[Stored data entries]
use dioxus::prelude::*;
use services::{AchievementError, LessonError, ProgressError};

#[derive(Clone, Copy, Debug, PartialEq, Eq)]
pub enum ViewError {
    Unknown,
    /// Backend unreachable and nothing cached.
    Offline,
    NotFound,
    /// The exercise has no interactive board.
    Unavailable,
}

impl ViewError {
    #[must_use]
    pub fn message(self) -> &'static str {
        match self {
            ViewError::Unknown => "Something went wrong. Please try again.",
            ViewError::Offline => {
                "Could not reach the chess server. Check your connection and try again."
            }
            ViewError::NotFound => "That lesson could not be found.",
            ViewError::Unavailable => "This exercise is not available yet.",
        }
    }
}

impl From<ProgressError> for ViewError {
    fn from(err: ProgressError) -> Self {
        match err {
            ProgressError::Api(_) => ViewError::Offline,
            _ => ViewError::Unknown,
        }
    }
}

impl From<LessonError> for ViewError {
    fn from(err: LessonError) -> Self {
        match err {
            LessonError::NotFound(_) => ViewError::NotFound,
            LessonError::NoExercise(_) => ViewError::Unavailable,
            LessonError::Api(_) => ViewError::Offline,
            _ => ViewError::Unknown,
        }
    }
}

impl From<AchievementError> for ViewError {
    fn from(err: AchievementError) -> Self {
        match err {
            AchievementError::Progress(progress) => progress.into(),
            _ => ViewError::Unknown,
        }
    }
}

#[derive(Clone, Debug, PartialEq)]
pub enum ViewState<T> {
    Idle,
    Loading,
    Ready(T),
    Error(ViewError),
}

#[must_use]
pub fn view_state_from_resource<T: Clone>(
    resource: &Resource<Result<T, ViewError>>,
) -> ViewState<T> {
    match resource.state().cloned() {
        UseResourceState::Pending => ViewState::Loading,
        UseResourceState::Ready => match resource.value().read().as_ref() {
            Some(Ok(data)) => ViewState::Ready(data.clone()),
            Some(Err(err)) => ViewState::Error(*err),
            None => ViewState::Error(ViewError::Unknown),
        },
        UseResourceState::Paused | UseResourceState::Stopped => ViewState::Idle,
    }
}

◆ TASK REQUIREMENTS: The lines in the records above that include the word "LessonError" must be copied out.

◆ ANSWER TO THE PROBLEM:
use services::{AchievementError, LessonError, ProgressError};
impl From<LessonError> for ViewError {
    fn from(err: LessonError) -> Self {
            LessonError::NotFound(_) => ViewError::NotFound,
            LessonError::NoExercise(_) => ViewError::Unavailable,
            LessonError::Api(_) => ViewError::Offline,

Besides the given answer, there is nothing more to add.